Task prompt — When the string "syntax" occurs in a line of the listing below, return that line.

[Data for this task Boundary: Start]

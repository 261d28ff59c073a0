//! Grammar productions.
//!
//! Each module extends [`Parser`](crate::Parser) with the productions for one
//! area of the language.

mod definition;
mod ext_attr;
mod literal;
mod member;
mod ty;

pub(crate) use member::MemberContext;
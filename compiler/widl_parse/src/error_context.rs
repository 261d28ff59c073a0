//! Context for "while parsing X" notes on syntax errors.

/// What was being parsed when a syntax error occurred.
#[derive(Clone, Copy, Debug, PartialEq, Eq, Hash)]
pub enum ErrorContext {
    // Definitions
    Interface,
    Mixin,
    CallbackInterface,
    Callback,
    Dictionary,
    Enum,
    Typedef,
    Namespace,
    Includes,

    // Inside bodies
    Member,
    DictionaryMember,
    Arguments,
    Type,
    ExtendedAttributes,
    ConstValue,
}

impl ErrorContext {
    /// Noun phrase for the note ("an interface", "a type", ...).
    pub fn description(self) -> &'static str {
        match self {
            Self::Interface => "an interface",
            Self::Mixin => "an interface mixin",
            Self::CallbackInterface => "a callback interface",
            Self::Callback => "a callback",
            Self::Dictionary => "a dictionary",
            Self::Enum => "an enum",
            Self::Typedef => "a typedef",
            Self::Namespace => "a namespace",
            Self::Includes => "an includes statement",
            Self::Member => "an interface member",
            Self::DictionaryMember => "a dictionary member",
            Self::Arguments => "an argument list",
            Self::Type => "a type",
            Self::ExtendedAttributes => "an extended attribute list",
            Self::ConstValue => "a constant value",
        }
    }
}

[Data for this task Boundary: End]

Completed task —
//! Context for "while parsing X" notes on syntax errors.
/// What was being parsed when a syntax error occurred.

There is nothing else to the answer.